Il avait intitulé Anamorfosi (Allegri, le miserere revisité) le CD sorti il y a peu. Peu après sortait sous le titre Nova metamorfosi, un livret – première publication des Editions Harmoniques – puisque le Poème Harmonique a décidé de s’investir également dans le média papier. De fait son contenu correspondait à celui d’un enregistrement vieux de bientôt 20 ans, que doit chérir Vincent Dumestre, fidèle au début du XVIIe siècle. Il poursuit ainsi son fructueux cheminement dans la musique sacrée donnée alors à Milan, Claudio Monteverdi et Vincenzo Ruffo y étant magistralement associés.
Il paraît pertinent de souligner que cette initiative renoue, elle aussi, avec le passé. Les débuts du microsillon, alors produit de luxe, s’accompagnèrent de formules éditoriales extrêmement variées, destinées à séduire l’acheteur, mais aussi à l’inviter à approfondir ses connaissances musicales. Ainsi certaines collections comportaient-elles, encartées dans la pochette, la partition (souvent en papier bible) des œuvres inscrites au programme. Cette pratique favorisa le développement des éditions de poche (de Heugel, tout particulièrement), non seulement en France, mais dans toute l’Europe. Depuis l’intégrale vinyle des cantates de Bach par l’équipe Harnoncourt – Leonhardt, où chaque album était accompagné des partitions correspondantes (Bärenreiter), cet usage semble avoir été abandonné, ce qui est bien regrettable.
Avec le souci de prolonger, ou de compléter, le plaisir auditif que ne manquera pas de procurer le CD éponyme, Vincent Dumestre a conçu un cahier à l’italienne, au format des parties vocales de la Renaissance et du Baroque, qui n’est pas un fac-simile. C’est l’objet du présent article. Avant même d’en découvrir la richesse, on est confondu par son emballage : un délicat papier de soie, plié harmonieusement, cacheté de cire rouge, le motif du sceau étant repris sous forme de timbre sec sur la page de garde.
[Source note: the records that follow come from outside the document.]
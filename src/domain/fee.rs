//! Fee specifications and their resolution into a concrete signed amount.
//!
//! Fees follow the ledger sign convention: costs are negative, a positive
//! fee is a rebate and is refused unless the caller allows rebates.

use crate::domain::{Decimal, Symbol};
use crate::error::LedgerError;
use std::fmt;
use std::sync::Arc;
use tracing::warn;

/// A rule computing the fee of one transaction from `(quantity, price, symbol)`.
///
/// Returning `None` means "no usable number" and resolves to a zero fee.
/// The built-in rules return `None` when the fee does not fit the decimal
/// range, after logging a warning.
pub trait FeeRule: Send + Sync {
    fn fee(&self, quantity: Decimal, price: Decimal, symbol: &Symbol) -> Option<Decimal>;

    /// Short label used in logs and Debug output.
    fn name(&self) -> &str {
        "custom"
    }
}

impl<F> FeeRule for F
where
    F: Fn(Decimal, Decimal, &Symbol) -> Option<Decimal> + Send + Sync,
{
    fn fee(&self, quantity: Decimal, price: Decimal, symbol: &Symbol) -> Option<Decimal> {
        self(quantity, price, symbol)
    }
}

/// How the fee of a transaction is determined.
#[derive(Clone)]
pub enum FeeSpec {
    /// A literal amount, already signed.
    Fixed(Decimal),
    /// A rule evaluated against the transaction.
    Computed(Arc<dyn FeeRule>),
}

impl FeeSpec {
    pub fn none() -> Self {
        FeeSpec::Fixed(Decimal::zero())
    }

    pub fn computed(rule: impl FeeRule + 'static) -> Self {
        FeeSpec::Computed(Arc::new(rule))
    }

    /// Wrap a float-valued rule. NaN and infinite results resolve to zero.
    pub fn computed_f64<F>(rule: F) -> Self
    where
        F: Fn(Decimal, Decimal, &Symbol) -> f64 + Send + Sync + 'static,
    {
        FeeSpec::computed(move |qty: Decimal, px: Decimal, symbol: &Symbol| {
            Decimal::from_f64_lossy(rule(qty, px, symbol))
        })
    }
}

impl Default for FeeSpec {
    fn default() -> Self {
        FeeSpec::none()
    }
}

impl fmt::Debug for FeeSpec {
    fn fmt(&self, f: &mut fmt::Formatter<'_>) -> fmt::Result {
        match self {
            FeeSpec::Fixed(amount) => f.debug_tuple("Fixed").field(amount).finish(),
            FeeSpec::Computed(rule) => f.debug_tuple("Computed").field(&rule.name()).finish(),
        }
    }
}

impl From<Decimal> for FeeSpec {
    fn from(amount: Decimal) -> Self {
        FeeSpec::Fixed(amount)
    }
}

/// Charges `rate` per unit traded, regardless of direction.
#[derive(Debug, Clone, Copy, PartialEq, Eq)]
pub struct PerUnitFee {
    pub rate: Decimal,
}

impl FeeRule for PerUnitFee {
    fn fee(&self, quantity: Decimal, _price: Decimal, _symbol: &Symbol) -> Option<Decimal> {
        let cost = quantity.abs().checked_mul(self.rate.abs());
        if cost.is_none() {
            warn!(quantity = %quantity, rate = %self.rate, "per-unit fee overflowed");
        }
        cost.map(|cost| -cost)
    }

    fn name(&self) -> &str {
        "per_unit"
    }
}

/// Charges basis points of traded notional, with a minimum charge per trade.
#[derive(Debug, Clone, Copy, PartialEq, Eq)]
pub struct NotionalBpsFee {
    pub bps: Decimal,
    pub min_fee: Decimal,
}

impl FeeRule for NotionalBpsFee {
    fn fee(&self, quantity: Decimal, price: Decimal, _symbol: &Symbol) -> Option<Decimal> {
        let cost = quantity
            .checked_mul(price)
            .and_then(|notional| notional.abs().checked_mul(self.bps.abs()))
            .and_then(|scaled| scaled.checked_div(Decimal::ten_thousand()));
        let Some(cost) = cost else {
            warn!(quantity = %quantity, price = %price, "notional fee overflowed");
            return None;
        };
        Some(-cost.max(self.min_fee.abs()))
    }

    fn name(&self) -> &str {
        "bps"
    }
}

/// Resolves a [`FeeSpec`] for one transaction and enforces the rebate policy.
pub struct FeeResolver;

impl FeeResolver {
    /// Resolve the fee for a transaction.
    ///
    /// # Errors
    /// Returns [`LedgerError::FeePolicyViolation`] when the resolved fee is
    /// positive and `allow_rebates` is false.
    pub fn resolve(
        spec: &FeeSpec,
        quantity: Decimal,
        price: Decimal,
        symbol: &Symbol,
        allow_rebates: bool,
    ) -> Result<Decimal, LedgerError> {
        let fee = match spec {
            FeeSpec::Fixed(amount) => *amount,
            FeeSpec::Computed(rule) => rule.fee(quantity, price, symbol).unwrap_or_default(),
        };
        Self::check_policy(fee, symbol, allow_rebates)?;
        Ok(fee)
    }

    /// Refuse positive fees unless rebates are allowed.
    pub fn check_policy(
        fee: Decimal,
        symbol: &Symbol,
        allow_rebates: bool,
    ) -> Result<(), LedgerError> {
        if fee.is_positive() && !allow_rebates {
            return Err(LedgerError::FeePolicyViolation {
                symbol: symbol.clone(),
                fee,
            });
        }
        Ok(())
    }
}
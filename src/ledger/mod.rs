//! Per-instrument ledgers, their owning portfolio, and the entry points
//! that append to them.

pub mod apply;
pub mod book;
pub mod portfolio;
pub mod registry;

pub use apply::{apply_transaction, apply_transaction_batch, ApplyOptions, ApplyOutcome};
pub use book::Ledger;
pub use portfolio::Portfolio;
pub use registry::{InstrumentRegistry, StaticInstrumentRegistry};
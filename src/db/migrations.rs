//! Database initialization and schema setup.

use sqlx::sqlite::{SqliteConnection, SqlitePool, SqlitePoolOptions};
use std::path::Path;
use tracing::{debug, info};

/// Open (creating if needed) the ledger database at `db_path` and apply the schema.
pub async fn init_db(db_path: &str) -> Result<SqlitePool, sqlx::Error> {
    if let Some(parent) = Path::new(db_path).parent() {
        if !parent.as_os_str().is_empty() {
            std::fs::create_dir_all(parent).ok();
        }
    }

    let pool = SqlitePoolOptions::new()
        .max_connections(4)
        .after_connect(|conn, _meta| Box::pin(async move { configure_connection(conn).await }))
        .connect(&format!("sqlite:{}?mode=rwc", db_path))
        .await?;

    apply_schema(&pool).await?;

    info!(path = db_path, "ledger database ready");
    Ok(pool)
}

/// Apply the embedded schema. Every statement is idempotent.
async fn apply_schema(pool: &SqlitePool) -> Result<(), sqlx::Error> {
    let schema_sql = include_str!("schema.sql");

    let mut applied = 0;
    for statement in schema_sql.split(';') {
        let trimmed = statement.trim();
        if !trimmed.is_empty() {
            sqlx::query(trimmed).execute(pool).await?;
            applied += 1;
        }
    }

    debug!(statements = applied, "schema applied");
    Ok(())
}

async fn configure_connection(conn: &mut SqliteConnection) -> Result<(), sqlx::Error> {
    sqlx::query("PRAGMA foreign_keys = ON")
        .execute(&mut *conn)
        .await?;
    // journal_mode reports the mode actually chosen, so it has to be fetched.
    sqlx::query("PRAGMA journal_mode = WAL")
        .fetch_one(&mut *conn)
        .await?;
    sqlx::query("PRAGMA busy_timeout = 5000")
        .execute(&mut *conn)
        .await?;
    sqlx::query("PRAGMA synchronous = FULL")
        .execute(&mut *conn)
        .await?;
    Ok(())
}
//! Entry points applying transactions to a ledger.
//!
//! Both functions compute every record before touching the ledger and only
//! append once nothing can fail, so an error leaves the ledger unchanged.
//! New records always land after the ledger's last one: a transaction not
//! later than that record is refused, so the ledger stays sorted and its
//! position is always the last record's.

use super::{InstrumentRegistry, Ledger};
use crate::domain::{Decimal, Symbol, TransactionRecord, TransactionRequest, TransactionTable};
use crate::engine::calc::checked;
use crate::engine::{BatchTransactionProcessor, SingleTransactionProcessor};
use crate::error::{LedgerError, LedgerWarning};
use chrono::{DateTime, Duration, Utc};
use tracing::{info, warn};

/// Knobs shared by both entry points.
#[derive(Debug, Clone, PartialEq, Eq)]
pub struct ApplyOptions {
    /// Accept positive (rebate) fees.
    pub allow_rebates: bool,
    /// Minimum time increment; re-open legs are stamped `2 * eps` later.
    pub eps: Duration,
    /// Log a one-line summary per call.
    pub verbose: bool,
    /// Overrides the registry lookup when set.
    pub contract_multiplier: Option<Decimal>,
}

impl Default for ApplyOptions {
    fn default() -> Self {
        Self {
            allow_rebates: false,
            eps: Duration::microseconds(1),
            verbose: false,
            contract_multiplier: None,
        }
    }
}

/// What a successful call appended.
#[derive(Debug, Clone, PartialEq, Eq)]
pub struct ApplyOutcome {
    pub records: Vec<TransactionRecord>,
    pub warnings: Vec<LedgerWarning>,
    /// Human-readable summary line, set when `verbose` is on.
    pub summary: Option<String>,
}

/// Apply one transaction, appending one record (two if it crosses zero).
///
/// # Errors
/// [`LedgerError::OutOfOrder`] if the transaction is not after the last
/// record (including a preceding split's re-open leg),
/// [`LedgerError::FeePolicyViolation`] for a disallowed rebate, and
/// [`LedgerError::ArithmeticOverflow`]; the ledger is left untouched.
pub fn apply_transaction(
    ledger: &mut Ledger,
    registry: &dyn InstrumentRegistry,
    request: &TransactionRequest,
    options: &ApplyOptions,
) -> Result<ApplyOutcome, LedgerError> {
    let symbol = ledger.symbol().clone();
    let mut warnings = Vec::new();
    let multiplier = resolve_multiplier(registry, &symbol, options, &mut warnings);

    check_after_last(ledger, &symbol, request.timestamp)?;
    let prev = ledger.position();
    let mut processor = SingleTransactionProcessor::new(prev, multiplier);
    processor.process(request, &symbol, options.allow_rebates, options.eps)?;
    let (_, records) = processor.into_outputs();

    check_ordering(ledger, &symbol, request.timestamp, &mut warnings);

    let summary = options.verbose.then(|| {
        format!(
            "{} {} {} @ {}",
            request.timestamp.to_rfc3339(),
            symbol,
            request.quantity,
            request.price
        )
    });
    if let Some(line) = &summary {
        info!("{}", line);
    }

    ledger.append(records.clone());
    Ok(ApplyOutcome {
        records,
        warnings,
        summary,
    })
}

/// Apply an ordered batch, appending every derived record at once.
///
/// # Errors
/// Malformed tables, a first row not after the last record, disallowed
/// rebates and overflow anywhere in the batch fail the whole call before
/// anything is appended.
pub fn apply_transaction_batch(
    ledger: &mut Ledger,
    registry: &dyn InstrumentRegistry,
    table: &TransactionTable,
    options: &ApplyOptions,
) -> Result<ApplyOutcome, LedgerError> {
    let symbol = ledger.symbol().clone();
    let mut warnings = Vec::new();
    let multiplier = resolve_multiplier(registry, &symbol, options, &mut warnings);

    if let Some(first) = table.timestamps.first() {
        check_after_last(ledger, &symbol, *first)?;
    }
    let prev = ledger.position();
    let output = BatchTransactionProcessor::process(
        prev,
        table,
        &symbol,
        multiplier,
        options.allow_rebates,
        options.eps,
    )?;
    warnings.extend(output.warnings);

    if let Some(first) = output.records.first() {
        check_ordering(ledger, &symbol, first.timestamp, &mut warnings);
    }

    let summary = match (options.verbose, table.timestamps.first(), table.timestamps.last()) {
        (true, Some(first), Some(last)) => {
            let net = checked(
                output
                    .records
                    .iter()
                    .try_fold(Decimal::zero(), |acc, r| acc.checked_add(r.txn_quantity)),
                "batch net quantity",
            )?;
            Some(format!(
                "{}..{} {} {} txns, net {}",
                first.to_rfc3339(),
                last.to_rfc3339(),
                symbol,
                table.len(),
                net
            ))
        }
        _ => None,
    };
    if let Some(line) = &summary {
        info!("{}", line);
    }

    ledger.append(output.records.clone());
    Ok(ApplyOutcome {
        records: output.records,
        warnings,
        summary,
    })
}

fn resolve_multiplier(
    registry: &dyn InstrumentRegistry,
    symbol: &Symbol,
    options: &ApplyOptions,
    warnings: &mut Vec<LedgerWarning>,
) -> Decimal {
    if let Some(multiplier) = options.contract_multiplier {
        return multiplier;
    }
    match registry.contract_multiplier(symbol) {
        Some(multiplier) => multiplier,
        None => {
            let warning = LedgerWarning::InstrumentResolution {
                symbol: symbol.clone(),
            };
            warn!("{}", warning);
            warnings.push(warning);
            Decimal::one()
        }
    }
}

fn check_after_last(
    ledger: &Ledger,
    symbol: &Symbol,
    timestamp: DateTime<Utc>,
) -> Result<(), LedgerError> {
    match ledger.last_timestamp() {
        Some(last) if timestamp <= last => Err(LedgerError::OutOfOrder {
            symbol: symbol.clone(),
            timestamp,
            last,
        }),
        _ => Ok(()),
    }
}

fn check_ordering(
    ledger: &Ledger,
    symbol: &Symbol,
    timestamp: DateTime<Utc>,
    warnings: &mut Vec<LedgerWarning>,
) {
    let first = ledger.first_timestamp();
    if timestamp <= first {
        let warning = LedgerWarning::TimestampOrdering {
            symbol: symbol.clone(),
            timestamp,
            first,
        };
        warn!("{}", warning);
        warnings.push(warning);
    }
}
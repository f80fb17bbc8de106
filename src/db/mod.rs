//! Database module for SQLite operations.
//!
//! This module provides:
//! - Database initialization and migrations
//! - SQLite pragma configuration
//! - Repository layer persisting ledgers and their records

pub mod migrations;
pub mod repo;

pub use migrations::init_db;
pub use repo::Repository;
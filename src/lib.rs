pub mod config;
pub mod db;
pub mod domain;
pub mod engine;
pub mod error;
pub mod ledger;

pub use config::Config;
pub use db::{init_db, Repository};
pub use domain::{
    Decimal, FeeResolver, FeeSpec, PortfolioName, PositionState, Symbol, TransactionRecord,
    TransactionRequest, TransactionTable,
};
pub use engine::{BatchTransactionProcessor, SingleTransactionProcessor, ZeroCrossSplitter};
pub use error::{LedgerError, LedgerWarning};
pub use ledger::{
    apply_transaction, apply_transaction_batch, ApplyOptions, ApplyOutcome, InstrumentRegistry,
    Ledger, Portfolio, StaticInstrumentRegistry,
};
//! Per-row accounting shared by the single and batch processors.

use super::Leg;
use crate::domain::{Decimal, PositionState, TransactionRecord};
use crate::error::LedgerError;

/// True when the leg opens a position from flat or grows it in its own direction.
///
/// These are exactly the legs that blend into the average cost and realize nothing.
pub fn is_opening(prev_qty: Decimal, new_qty: Decimal) -> bool {
    prev_qty.is_zero() || new_qty.abs() > prev_qty.abs()
}

/// Settle one single-directional leg against the previous position.
///
/// The leg must not cross zero; split it with
/// [`ZeroCrossSplitter`](super::ZeroCrossSplitter) first.
///
/// # Errors
/// [`LedgerError::ArithmeticOverflow`] if any intermediate value leaves the
/// decimal range.
pub fn settle_leg(
    prev: &PositionState,
    leg: &Leg,
    multiplier: Decimal,
) -> Result<TransactionRecord, LedgerError> {
    let units = checked(leg.quantity.checked_mul(multiplier), "transaction units")?;
    let value = checked(units.checked_mul(leg.price), "transaction value")?;
    let txn_avg_cost = if units.is_zero() {
        leg.price
    } else {
        checked(value.checked_div(units), "transaction average cost")?
    };

    let new_qty = checked(prev.quantity.checked_add(leg.quantity), "position quantity")?;
    let opening = is_opening(prev.quantity, new_qty);

    let position_avg_cost = if !opening {
        prev.avg_cost
    } else if new_qty.is_zero() {
        Decimal::zero()
    } else {
        let basis = prev
            .quantity
            .checked_mul(prev.avg_cost)
            .zip(leg.quantity.checked_mul(txn_avg_cost))
            .and_then(|(held, added)| held.checked_add(added));
        checked(
            basis.and_then(|basis| basis.checked_div(new_qty)),
            "position average cost",
        )?
    };

    let gross_realized_pnl = if opening {
        Decimal::zero()
    } else {
        checked(
            prev.avg_cost
                .checked_sub(txn_avg_cost)
                .and_then(|diff| units.checked_mul(diff)),
            "realized P&L",
        )?
    };
    let net_realized_pnl = checked(
        gross_realized_pnl.checked_add(leg.fee),
        "net realized P&L",
    )?;

    Ok(TransactionRecord {
        timestamp: leg.timestamp,
        txn_quantity: leg.quantity,
        txn_price: leg.price,
        txn_value: value,
        txn_avg_cost,
        position_quantity: new_qty,
        position_avg_cost,
        gross_realized_pnl,
        txn_fees: leg.fee,
        net_realized_pnl,
        contract_multiplier: multiplier,
    })
}

/// Turn a failed checked operation into an overflow error naming the quantity.
pub(crate) fn checked(
    value: Option<Decimal>,
    operation: &'static str,
) -> Result<Decimal, LedgerError> {
    value.ok_or(LedgerError::ArithmeticOverflow { operation })
}

#[cfg(test)]
mod tests {
    use super::*;
    use crate::domain::parse_timestamp;

    fn d(s: &str) -> Decimal {
        Decimal::from_str_canonical(s).unwrap()
    }

    fn leg(qty: &str, px: &str, fee: &str) -> Leg {
        Leg {
            timestamp: parse_timestamp("2024-01-02T10:00:00Z").unwrap(),
            quantity: d(qty),
            price: d(px),
            fee: d(fee),
        }
    }

    #[test]
    fn test_open_from_flat() {
        let rec = settle_leg(&PositionState::flat(), &leg("100", "10", "-1"), d("1")).unwrap();
        assert_eq!(rec.txn_value, d("1000"));
        assert_eq!(rec.txn_avg_cost, d("10"));
        assert_eq!(rec.position_quantity, d("100"));
        assert_eq!(rec.position_avg_cost, d("10"));
        assert_eq!(rec.gross_realized_pnl, Decimal::zero());
        assert_eq!(rec.net_realized_pnl, d("-1"));
    }

    #[test]
    fn test_add_to_long_blends_cost() {
        let prev = PositionState::new(d("100"), d("10"));
        let rec = settle_leg(&prev, &leg("100", "12", "0"), d("1")).unwrap();
        assert_eq!(rec.position_quantity, d("200"));
        assert_eq!(rec.position_avg_cost, d("11"));
        assert_eq!(rec.gross_realized_pnl, Decimal::zero());
    }

    #[test]
    fn test_add_to_short_blends_cost() {
        let prev = PositionState::new(d("-2"), d("100"));
        let rec = settle_leg(&prev, &leg("-2", "90", "0"), d("1")).unwrap();
        assert_eq!(rec.position_quantity, d("-4"));
        assert_eq!(rec.position_avg_cost, d("95"));
    }

    #[test]
    fn test_partial_close_carries_cost_and_realizes() {
        let prev = PositionState::new(d("100"), d("10"));
        let rec = settle_leg(&prev, &leg("-40", "12", "0"), d("1")).unwrap();
        assert_eq!(rec.position_quantity, d("60"));
        assert_eq!(rec.position_avg_cost, d("10"));
        // Sign convention: quantity × multiplier × (avg cost − price).
        assert_eq!(rec.gross_realized_pnl, d("-40") * (d("10") - d("12")));
        assert_eq!(rec.gross_realized_pnl, d("80"));
    }

    #[test]
    fn test_close_short_realizes_with_multiplier() {
        let prev = PositionState::new(d("-3"), d("4000"));
        let rec = settle_leg(&prev, &leg("3", "3990", "-6"), d("50")).unwrap();
        assert_eq!(rec.txn_value, d("598500"));
        assert_eq!(rec.position_quantity, Decimal::zero());
        assert_eq!(rec.position_avg_cost, d("4000"));
        assert_eq!(rec.gross_realized_pnl, d("1500"));
        assert_eq!(rec.net_realized_pnl, d("1494"));
        assert_eq!(rec.contract_multiplier, d("50"));
    }

    #[test]
    fn test_zero_quantity_leg_is_harmless() {
        let rec = settle_leg(&PositionState::flat(), &leg("0", "10", "0"), d("1")).unwrap();
        assert_eq!(rec.txn_avg_cost, d("10"));
        assert_eq!(rec.position_quantity, Decimal::zero());
        assert_eq!(rec.position_avg_cost, Decimal::zero());
        assert_eq!(rec.gross_realized_pnl, Decimal::zero());
    }

    #[test]
    fn test_overflow_is_an_error() {
        let err = settle_leg(
            &PositionState::flat(),
            &leg("1000000000000000", "100000000000000", "0"),
            d("1"),
        )
        .unwrap_err();
        assert!(matches!(
            err,
            LedgerError::ArithmeticOverflow {
                operation: "transaction value"
            }
        ));
    }
}
use crate::domain::{parse_timestamp, Decimal, FeeSpec, NotionalBpsFee, PerUnitFee, Symbol};
use crate::ledger::{ApplyOptions, StaticInstrumentRegistry};
use chrono::{DateTime, Duration, Utc};
use std::collections::HashMap;
use thiserror::Error;

#[derive(Debug, Clone, PartialEq, Eq)]
pub struct Config {
    pub database_path: String,
    pub eps_ns: i64,
    pub allow_rebates: bool,
    pub verbose: bool,
    pub init_date: DateTime<Utc>,
    pub contract_multipliers: Vec<(Symbol, Decimal)>,
    pub fee_rule: Option<FeeRuleConfig>,
}

/// Fee rule selected through `FEE_RULE`.
#[derive(Debug, Clone, Copy, PartialEq, Eq)]
pub enum FeeRuleConfig {
    Fixed(Decimal),
    PerUnit(Decimal),
    Bps { bps: Decimal, min_fee: Decimal },
}

impl FeeRuleConfig {
    pub fn to_fee_spec(self) -> FeeSpec {
        match self {
            FeeRuleConfig::Fixed(amount) => FeeSpec::Fixed(amount),
            FeeRuleConfig::PerUnit(rate) => FeeSpec::computed(PerUnitFee { rate }),
            FeeRuleConfig::Bps { bps, min_fee } => {
                FeeSpec::computed(NotionalBpsFee { bps, min_fee })
            }
        }
    }
}

#[derive(Debug, Error)]
pub enum ConfigError {
    #[error("Missing required environment variable: {0}")]
    MissingEnv(String),
    #[error("Invalid value for {0}: {1}")]
    InvalidValue(String, String),
}

impl Config {
    pub fn from_env() -> Result<Self, ConfigError> {
        Self::from_env_map(std::env::vars().collect())
    }

    pub fn from_env_map(env_map: HashMap<String, String>) -> Result<Self, ConfigError> {
        let database_path = env_map
            .get("DATABASE_PATH")
            .cloned()
            .ok_or_else(|| ConfigError::MissingEnv("DATABASE_PATH".to_string()))?;

        let eps_ns = env_map
            .get("TXN_EPS_NS")
            .map(|s| s.as_str())
            .unwrap_or("1000")
            .parse::<i64>()
            .ok()
            .filter(|ns| *ns > 0)
            .ok_or_else(|| {
                ConfigError::InvalidValue(
                    "TXN_EPS_NS".to_string(),
                    "must be a positive integer".to_string(),
                )
            })?;

        let allow_rebates = parse_bool(&env_map, "ALLOW_REBATES")?;
        let verbose = parse_bool(&env_map, "TXN_VERBOSE")?;

        let init_raw = env_map
            .get("INIT_DATE")
            .map(|s| s.as_str())
            .unwrap_or("1950-01-01");
        let init_date = parse_timestamp(init_raw).ok_or_else(|| {
            ConfigError::InvalidValue(
                "INIT_DATE".to_string(),
                format!("must be RFC 3339 or YYYY-MM-DD, got {}", init_raw),
            )
        })?;

        let contract_multipliers = parse_multipliers_from_map(&env_map)?;

        let fee_rule = env_map
            .get("FEE_RULE")
            .map(|raw| parse_fee_rule(raw))
            .transpose()?;

        Ok(Config {
            database_path,
            eps_ns,
            allow_rebates,
            verbose,
            init_date,
            contract_multipliers,
            fee_rule,
        })
    }

    pub fn eps(&self) -> Duration {
        Duration::nanoseconds(self.eps_ns)
    }

    pub fn registry(&self) -> StaticInstrumentRegistry {
        self.contract_multipliers.iter().cloned().collect()
    }

    pub fn apply_options(&self) -> ApplyOptions {
        ApplyOptions {
            allow_rebates: self.allow_rebates,
            eps: self.eps(),
            verbose: self.verbose,
            contract_multiplier: None,
        }
    }
}

fn parse_bool(env_map: &HashMap<String, String>, key: &str) -> Result<bool, ConfigError> {
    match env_map.get(key).map(|s| s.as_str()).unwrap_or("false") {
        "true" | "1" => Ok(true),
        "false" | "0" => Ok(false),
        other => Err(ConfigError::InvalidValue(
            key.to_string(),
            format!("must be true or false, got {}", other),
        )),
    }
}

fn parse_multipliers_from_map(
    env_map: &HashMap<String, String>,
) -> Result<Vec<(Symbol, Decimal)>, ConfigError> {
    if let Some(pairs) = env_map.get("CONTRACT_MULTIPLIERS") {
        parse_multiplier_entries(pairs.split(','), "CONTRACT_MULTIPLIERS")
    } else if let Some(file_path) = env_map.get("CONTRACT_MULTIPLIERS_FILE") {
        let content = std::fs::read_to_string(file_path).map_err(|_| {
            ConfigError::InvalidValue(
                "CONTRACT_MULTIPLIERS_FILE".to_string(),
                "file not found or unreadable".to_string(),
            )
        })?;
        parse_multiplier_entries(content.lines(), "CONTRACT_MULTIPLIERS_FILE")
    } else {
        Ok(Vec::new())
    }
}

fn parse_multiplier_entries<'a>(
    entries: impl Iterator<Item = &'a str>,
    key: &str,
) -> Result<Vec<(Symbol, Decimal)>, ConfigError> {
    entries
        .map(str::trim)
        .filter(|s| !s.is_empty())
        .map(|entry| -> Result<(Symbol, Decimal), ConfigError> {
            let (symbol, multiplier) = entry.split_once('=').ok_or_else(|| {
                ConfigError::InvalidValue(
                    key.to_string(),
                    format!("expected SYMBOL=MULT, got {}", entry),
                )
            })?;
            let multiplier = Decimal::from_str_canonical(multiplier).map_err(|_| {
                ConfigError::InvalidValue(
                    key.to_string(),
                    format!("invalid multiplier in {}", entry),
                )
            })?;
            Ok((Symbol::new(symbol.trim()), multiplier))
        })
        .collect()
}

fn parse_fee_rule(raw: &str) -> Result<FeeRuleConfig, ConfigError> {
    let invalid = || {
        ConfigError::InvalidValue(
            "FEE_RULE".to_string(),
            format!("must be fixed:<amt>, per_unit:<rate> or bps:<bps>[:<min>], got {}", raw),
        )
    };
    let mut parts = raw.trim().split(':');
    let kind = parts.next().ok_or_else(invalid)?;
    let mut next_decimal = || {
        parts
            .next()
            .and_then(|s| Decimal::from_str_canonical(s).ok())
    };

    let rule = match kind {
        "fixed" => FeeRuleConfig::Fixed(next_decimal().ok_or_else(invalid)?),
        "per_unit" => FeeRuleConfig::PerUnit(next_decimal().ok_or_else(invalid)?),
        "bps" => {
            let bps = next_decimal().ok_or_else(invalid)?;
            let min_fee = next_decimal().unwrap_or_default();
            FeeRuleConfig::Bps { bps, min_fee }
        }
        _ => return Err(invalid()),
    };
    Ok(rule)
}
Le fil (rouge aussi) qui assemble le cahier, le papier marbré de la couverture (repris d’un modèle de 1640), celui destiné à l’impression, l’étiquette, la typographie, la calligraphie, tout séduit et atteste, outre le goût très sûr du concepteur, sa familiarité aux éditions anciennes.
L’objet du livret conçu par Vincent Dumestre est précisé dans son avertissement, savoureux pastiche, en alexandrins, avec un envoi à l’ « AMI LECTEVR » . En 22 vers, il est précisé « point de critique ou commentaire / N’y trouveras, ni note ni source pour te faire / Accroire qu’une vérité se tient icy : D’aucuns hommes d’honneur en firent leur soucy / et tu pourras te référer à leurs ouvrages / Pour moi suffit que ces œuvres, leur déchiffrage (…) /Servent à eux tout seuls ton souverain plaisir. » [ndlr : faute de « s » à l’ancienne, on a substitué une typographie moderne]. Ainsi, de Monteverdi sont reproduits intégralement trois motets d’origine madrigalesque, des contrafacta (O gloriose martyr, O stellae coruscantes, O Jesu mea vita), suivis d’un Confitemini Domino en faux-bourdon, d’un auteur anonyme contemporain. Un bandeau original introduit les trois premières pièces. Une séduisante calligraphie, imitée des manuscrits de l’époque, avec ses lettrines, nous vaut un constant bonheur esthétique. Non seulement les bibliophiles se régaleront, mais surtout les passionnés de musique baroque. Cette surprenante et originale initiative appelle une suite, qui ne dépend que de vous.
« …gardons l’espérance / que ces écrits seront des délices pareilles / pour tes yeux, mon Ami, comme pour tes oreilles. » lisait-on dans l’avertissement versifié au lecteur. Le contrat est rempli. On pourrait ajouter, pour rester dans le ton : « Ami, si ce cahier a le don de te plaire / il suffit : ce bonheur me tient lieu de salaire ».